The facts and circumstances aforestated are outward acts and proven conduct indicating bad faith of
petitioners as possessor and builder.
Articles 449, 450 and 451 of the New Civil Code, read:
Article 449 - He who builds ... in bad faith on the land of another, losses what is built, ... without right to
indemnity.
xxx xxx xxx
Article 450 - The owner of the land on which anything has been built, ... in bad faith may demand the
demolition of the work, ... in order to replace things in their former condition at the expense of the person
who built, ...; or he may compel the builder ... to pay the price of the land, ...

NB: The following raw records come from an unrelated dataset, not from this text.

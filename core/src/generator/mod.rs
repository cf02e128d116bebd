use crate::*;
pub use random::*;

mod random;

pub trait DeckGenerator {
    fn generate(self, difficulty: Difficulty) -> Deck;
}

/// Deals a shuffled deck for `pair_count` pairs, seeded by `seed`.
pub fn build_deck(pair_count: u8, seed: u64) -> Result<Deck> {
    let difficulty = Difficulty::from_pair_count(pair_count)?;
    Ok(RandomDeckGenerator::new(seed).generate(difficulty))
}
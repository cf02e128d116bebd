use thiserror::Error;

#[derive(Error, Debug, Copy, Clone, PartialEq, Eq)]
pub enum GameError {
    #[error("Unsupported difficulty: {0} pairs")]
    InvalidDifficulty(u8),
    #[error("Deck must hold every face value exactly twice")]
    InvalidDeck,
    #[error("No card face with index {0}")]
    InvalidFace(u8),
}

pub type Result<T> = core::result::Result<T, GameError>;
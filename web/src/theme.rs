use crate::utils::*;
use serde::{Deserialize, Serialize};

#[derive(Copy, Clone, Debug, PartialEq, Eq, Serialize, Deserialize)]
pub(crate) enum Theme {
    Light,
    Dark,
    Colorful,
}

impl Theme {
    pub const ATTR_NAME: &'static str = "data-theme";

    pub(crate) const ALL: [Self; 3] = [Self::Light, Self::Dark, Self::Colorful];

    pub(crate) const fn value(self) -> &'static str {
        use Theme::*;
        match self {
            Light => "light",
            Dark => "dark",
            Colorful => "colorful",
        }
    }

    pub(crate) const fn label(self) -> &'static str {
        use Theme::*;
        match self {
            Light => "Light",
            Dark => "Dark",
            Colorful => "Colorful",
        }
    }

    /// Light is the stylesheet default and needs no attribute.
    pub(crate) const fn scheme(self) -> Option<&'static str> {
        match self {
            Self::Light => None,
            other => Some(other.value()),
        }
    }

    pub(crate) fn from_value(value: &str) -> Option<Self> {
        Self::ALL.into_iter().find(|theme| theme.value() == value)
    }

    fn update_html(self) {
        use gloo::utils::document;
        let Some(html) = document().document_element() else {
            log::error!("no document element to theme");
            return;
        };
        if let Some(scheme) = self.scheme() {
            log::debug!("theme-scheme: {}", scheme);
            if let Err(err) = html.set_attribute(Self::ATTR_NAME, scheme) {
                log::error!("failed to set theme: {:?}", err);
            }
        } else {
            log::debug!("default theme");
            if let Err(err) = html.remove_attribute(Self::ATTR_NAME) {
                log::error!("failed to set theme: {:?}", err);
            }
        }
    }

    pub(crate) fn init() -> Self {
        let theme: Self = LocalOrDefault::local_or_default();
        theme.update_html();
        theme
    }

    pub(crate) fn apply(self) {
        self.local_save();
        self.update_html();
    }
}

impl Default for Theme {
    fn default() -> Self {
        Self::Light
    }
}

impl StorageKey for Theme {
    const KEY: &'static str = "memoria:theme";
}
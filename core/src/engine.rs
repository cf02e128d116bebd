use alloc::vec;
use alloc::vec::Vec;

use crate::*;

/// How long a mismatched pair stays face up before [`Session::resolve_mismatch`] is due.
pub const MISMATCH_DELAY_MS: u32 = 700;

#[derive(Copy, Clone, Debug, PartialEq, Eq)]
pub enum SessionState {
    Idle,
    AwaitingFirstPick,
    AwaitingSecondPick,
    Evaluating,
    Won,
}

impl SessionState {
    pub const fn accepts_picks(self) -> bool {
        matches!(self, Self::AwaitingFirstPick | Self::AwaitingSecondPick)
    }

    pub const fn is_finished(self) -> bool {
        matches!(self, Self::Won)
    }
}

impl Default for SessionState {
    fn default() -> Self {
        Self::Idle
    }
}

/// Token for the delayed flip-back of a mismatched pair.
///
/// It carries the generation of the session that produced it, a token from an earlier deal is
/// discarded when it finally fires.
#[derive(Copy, Clone, Debug, PartialEq, Eq)]
pub struct PendingRevert {
    generation: u32,
    first: CardIndex,
    second: CardIndex,
}

impl PendingRevert {
    pub const fn generation(&self) -> u32 {
        self.generation
    }

    pub const fn cards(&self) -> (CardIndex, CardIndex) {
        (self.first, self.second)
    }
}

#[derive(Clone, Debug, PartialEq)]
pub struct Session {
    deck: Option<Deck>,
    cards: Vec<CardState>,
    first_pick: Option<CardIndex>,
    second_pick: Option<CardIndex>,
    moves: u32,
    matched_pairs: u8,
    clock: Clock,
    state: SessionState,
    generation: u32,
}

impl Session {
    pub fn new() -> Self {
        Self {
            deck: None,
            cards: Vec::new(),
            first_pick: None,
            second_pick: None,
            moves: 0,
            matched_pairs: 0,
            clock: Clock::new(),
            state: SessionState::Idle,
            generation: 0,
        }
    }

    /// Deals a fresh shuffled deck and resets the session.
    pub fn start<P: Presentation + ?Sized>(
        &mut self,
        pair_count: u8,
        seed: u64,
        view: &mut P,
    ) -> Result<()> {
        let deck = build_deck(pair_count, seed)?;
        self.start_with_deck(deck, view);
        Ok(())
    }

    /// Resets the session around an already dealt deck.
    pub fn start_with_deck<P: Presentation + ?Sized>(&mut self, deck: Deck, view: &mut P) {
        self.cards = vec![CardState::Hidden; deck.len()];
        self.first_pick = None;
        self.second_pick = None;
        self.moves = 0;
        self.matched_pairs = 0;
        self.clock.reset();
        self.state = SessionState::AwaitingFirstPick;
        self.generation = self.generation.wrapping_add(1);

        log::debug!(
            "new game: {} pairs, generation {}",
            deck.pair_count(),
            self.generation
        );
        view.render_board(&deck);
        self.deck = Some(deck);
    }

    /// Flips the card at `index`; anything not allowed right now is ignored.
    pub fn pick<P: Presentation + ?Sized>(&mut self, index: CardIndex, view: &mut P) -> PickOutcome {
        if !self.state.accepts_picks() || self.first_pick == Some(index) {
            return PickOutcome::Ignored;
        }
        let Some(face) = self.deck.as_ref().and_then(|deck| deck.face_at(index)) else {
            return PickOutcome::Ignored;
        };
        if !self.cards[index].is_hidden() {
            return PickOutcome::Ignored;
        }

        if !self.clock.is_running() {
            self.clock.start();
        }
        self.cards[index] = CardState::Revealed;
        view.reveal(index, face);

        let Some(first) = self.first_pick else {
            log::trace!("first pick: {}", index);
            self.first_pick = Some(index);
            self.state = SessionState::AwaitingSecondPick;
            return PickOutcome::Revealed;
        };

        log::trace!("second pick: {}", index);
        self.second_pick = Some(index);
        self.moves = self.moves.saturating_add(1);
        self.state = SessionState::Evaluating;

        if self.face_at(first) == Some(face) {
            self.settle_match(first, index, view)
        } else {
            view.on_fail_feedback();
            PickOutcome::Mismatched(PendingRevert {
                generation: self.generation,
                first,
                second: index,
            })
        }
    }

    /// Flips a mismatched pair back over; returns false when the token is stale.
    pub fn resolve_mismatch<P: Presentation + ?Sized>(
        &mut self,
        pending: PendingRevert,
        view: &mut P,
    ) -> bool {
        let expected = (self.first_pick, self.second_pick);
        if pending.generation != self.generation
            || self.state != SessionState::Evaluating
            || expected != (Some(pending.first), Some(pending.second))
        {
            log::debug!(
                "dropping stale revert from generation {} (now {})",
                pending.generation,
                self.generation
            );
            return false;
        }

        for index in [pending.first, pending.second] {
            self.cards[index] = CardState::Hidden;
            view.hide(index);
        }
        self.clear_picks();
        self.state = SessionState::AwaitingFirstPick;
        true
    }

    /// One second of wall time has passed.
    pub fn tick(&mut self) -> bool {
        self.clock.tick()
    }

    fn settle_match<P: Presentation + ?Sized>(
        &mut self,
        first: CardIndex,
        second: CardIndex,
        view: &mut P,
    ) -> PickOutcome {
        for index in [first, second] {
            self.cards[index] = CardState::Matched;
            view.mark_matched(index);
        }
        self.matched_pairs += 1;
        view.on_match_feedback();
        self.clear_picks();

        if self.matched_pairs == self.pair_count() {
            self.clock.stop();
            self.state = SessionState::Won;
            let finished = FinishedGame {
                pair_count: self.pair_count(),
                elapsed_secs: self.clock.elapsed_secs(),
                moves: self.moves,
            };
            log::debug!(
                "won in {} with {} moves",
                self.clock.formatted(),
                self.moves
            );
            view.on_win(&self.clock.formatted(), self.moves);
            PickOutcome::Won(finished)
        } else {
            self.state = SessionState::AwaitingFirstPick;
            PickOutcome::Matched
        }
    }

    fn clear_picks(&mut self) {
        self.first_pick = None;
        self.second_pick = None;
    }

    pub fn state(&self) -> SessionState {
        self.state
    }

    pub fn is_locked(&self) -> bool {
        matches!(self.state, SessionState::Evaluating)
    }

    pub fn is_won(&self) -> bool {
        self.state.is_finished()
    }

    pub fn deck(&self) -> Option<&Deck> {
        self.deck.as_ref()
    }

    pub fn difficulty(&self) -> Option<Difficulty> {
        self.deck.as_ref().map(Deck::difficulty)
    }

    pub fn pair_count(&self) -> u8 {
        self.deck.as_ref().map_or(0, Deck::pair_count)
    }

    pub fn card_count(&self) -> usize {
        self.cards.len()
    }

    pub fn card_at(&self, index: CardIndex) -> Option<CardState> {
        self.cards.get(index).copied()
    }

    pub fn face_at(&self, index: CardIndex) -> Option<FaceValue> {
        self.deck.as_ref().and_then(|deck| deck.face_at(index))
    }

    pub fn moves(&self) -> u32 {
        self.moves
    }

    pub fn matched_pairs(&self) -> u8 {
        self.matched_pairs
    }

    pub fn clock(&self) -> &Clock {
        &self.clock
    }

    pub fn elapsed_secs(&self) -> u32 {
        self.clock.elapsed_secs()
    }

    pub fn generation(&self) -> u32 {
        self.generation
    }
}
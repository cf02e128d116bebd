#![no_std]

extern crate alloc;

use alloc::collections::BTreeMap;
use alloc::vec::Vec;
use core::ops::Index;
use serde::{Deserialize, Serialize};

pub use card::*;
pub use clock::*;
pub use engine::*;
pub use error::*;
pub use generator::*;
pub use history::*;
pub use presentation::*;
pub use types::*;

mod card;
mod clock;
mod engine;
mod error;
mod generator;
mod history;
mod presentation;
mod types;

/// Face values in board order, every value present exactly twice.
///
/// Serialized as the plain face sequence; deserializing runs the same checks as
/// [`Deck::from_faces`].
#[derive(Clone, Debug, PartialEq, Eq, Serialize, Deserialize)]
#[serde(try_from = "Vec<FaceValue>", into = "Vec<FaceValue>")]
pub struct Deck {
    difficulty: Difficulty,
    faces: Vec<FaceValue>,
}

impl Deck {
    pub(crate) fn new_unchecked(difficulty: Difficulty, faces: Vec<FaceValue>) -> Self {
        debug_assert_eq!(faces.len(), difficulty.card_count());
        Self { difficulty, faces }
    }

    /// Builds a deck from a prepared face sequence, e.g. a fixed deal.
    pub fn from_faces(faces: Vec<FaceValue>) -> Result<Self> {
        if faces.len() % 2 != 0 {
            return Err(GameError::InvalidDeck);
        }
        let pair_count = u8::try_from(faces.len() / 2)
            .map_err(|_| GameError::InvalidDifficulty(u8::MAX))?;
        let difficulty = Difficulty::from_pair_count(pair_count)?;

        let mut counts: BTreeMap<FaceValue, u8> = BTreeMap::new();
        for &face in &faces {
            *counts.entry(face).or_default() += 1;
        }
        if counts.values().any(|&count| count != 2) {
            return Err(GameError::InvalidDeck);
        }

        Ok(Self { difficulty, faces })
    }

    pub fn difficulty(&self) -> Difficulty {
        self.difficulty
    }

    pub fn pair_count(&self) -> u8 {
        self.difficulty.pair_count()
    }

    pub fn len(&self) -> usize {
        self.faces.len()
    }

    pub fn is_empty(&self) -> bool {
        self.faces.is_empty()
    }

    pub fn faces(&self) -> &[FaceValue] {
        &self.faces
    }

    pub fn face_at(&self, index: CardIndex) -> Option<FaceValue> {
        self.faces.get(index).copied()
    }

    /// Index of the other card carrying the same face.
    pub fn partner_of(&self, index: CardIndex) -> Option<CardIndex> {
        let face = self.face_at(index)?;
        self.faces
            .iter()
            .enumerate()
            .find(|&(other, &other_face)| other != index && other_face == face)
            .map(|(other, _)| other)
    }
}

impl TryFrom<Vec<FaceValue>> for Deck {
    type Error = GameError;

    fn try_from(faces: Vec<FaceValue>) -> Result<Self> {
        Self::from_faces(faces)
    }
}

impl From<Deck> for Vec<FaceValue> {
    fn from(deck: Deck) -> Self {
        deck.faces
    }
}

impl Index<CardIndex> for Deck {
    type Output = FaceValue;

    fn index(&self, index: CardIndex) -> &Self::Output {
        &self.faces[index]
    }
}

#[derive(Clone, Debug, PartialEq)]
pub enum PickOutcome {
    Ignored,
    Revealed,
    Matched,
    Mismatched(PendingRevert),
    Won(FinishedGame),
}

impl PickOutcome {
    pub const fn has_update(&self) -> bool {
        !matches!(self, Self::Ignored)
    }
}

#[cfg(test)]
mod tests {
    use super::*;
    use alloc::vec;

    fn faces(indices: &[u8]) -> Vec<FaceValue> {
        indices
            .iter()
            .map(|&index| FaceValue::new(index).unwrap())
            .collect()
    }

    #[test]
    fn from_faces_accepts_pairs() {
        let deck = Deck::from_faces(faces(&[0, 1, 2, 3, 3, 2, 1, 0])).unwrap();

        assert_eq!(deck.difficulty(), Difficulty::Four);
        assert_eq!(deck.len(), 8);
        assert_eq!(deck.partner_of(0), Some(7));
        assert_eq!(deck.partner_of(2), Some(5));
        assert_eq!(deck.partner_of(8), None);
    }

    #[test]
    fn from_faces_rejects_triples() {
        let result = Deck::from_faces(faces(&[0, 0, 0, 1, 2, 2, 3, 3]));

        assert_eq!(result, Err(GameError::InvalidDeck));
    }

    #[test]
    fn from_faces_rejects_unsupported_sizes() {
        assert_eq!(
            Deck::from_faces(faces(&[0, 0, 1, 1, 2, 2])),
            Err(GameError::InvalidDifficulty(3))
        );
        assert_eq!(Deck::from_faces(vec![]), Err(GameError::InvalidDifficulty(0)));
        assert_eq!(
            Deck::from_faces(faces(&[0, 0, 1])),
            Err(GameError::InvalidDeck)
        );
    }

    #[test]
    fn deserialized_deck_is_validated() {
        let deck: Deck = serde_json::from_str("[0,1,2,3,3,2,1,0]").unwrap();
        assert_eq!(deck.difficulty(), Difficulty::Four);
        assert_eq!(serde_json::to_string(&deck).unwrap(), "[0,1,2,3,3,2,1,0]");

        for raw in [
            "[200,200]",
            "[200,200,1,1,2,2,3,3]",
            "[0,0,1,1]",
            "[0,0,0,1,2,2,3,3]",
            r#"{"difficulty":4,"faces":[0,0,1,1,2,2,3,3]}"#,
        ] {
            assert!(serde_json::from_str::<Deck>(raw).is_err(), "{raw}");
        }
    }

    #[test]
    fn pick_outcome_update_flags() {
        assert!(!PickOutcome::Ignored.has_update());
        assert!(PickOutcome::Revealed.has_update());
        assert!(PickOutcome::Matched.has_update());
    }
}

- and Article 451 - In the cases of the two preceding articles, the landowner is entitled to damages from the
builder...
Under the aforecited Articles 449 and 450, the landowner has three alternative rights, either:
1. to appropriate what has been built without any obligation to pay indemnity therefor; or
2. to demand the builder to remove what he had built; or
3. to compel the builder to pay the value of the land.
In any event, he (landowner) is entitled to be indemnified by the builder in bad faith, pursuant to Article
451 supra.
[24]

In the case under consideration, private respondent Ricardo Ramos availed of the second alternative,
which option is legally feasible under the attendant facts and circumstances.

Lastly, the land titles relied upon by herein petitioners do not suffice to establish good faith on their
part. Even the action on their public land application is only recommendatory and not yet final, as it was still
subject to the approval of the Director of Lands. The tax declarations prove only the de Veras claim of
ownership, and when not supported by other effective evidence, are no proof of the right of possession of
subject realty.[25]
In contrast, Portions B and C are covered by Original Certificate of Title No. P-5619 and Transfer
Certificate of Title No. T-133705, issued in the name of private respondent Ricardo Ramos, which is
conclusive as to all matters therein contained, particularly, the identity of the owner of the land covered
thereby.
All things studiedly considered, the court believes, and so holds, that the respondent court erred not in
modifying the decision of the trial court of origin in Civil Case No. Br. II-1861.
WHEREFORE, for lack of merit, the Petition is hereby DENIED and the Decision of the Court of
Appeals in CA GR CV No. 21507 AFFIRMED in toto. No pronouncement as to costs.
SO ORDERED. Romero, (Chairman), Vitug, Panganiban, and Gonzaga-Reyes, JJ., concur.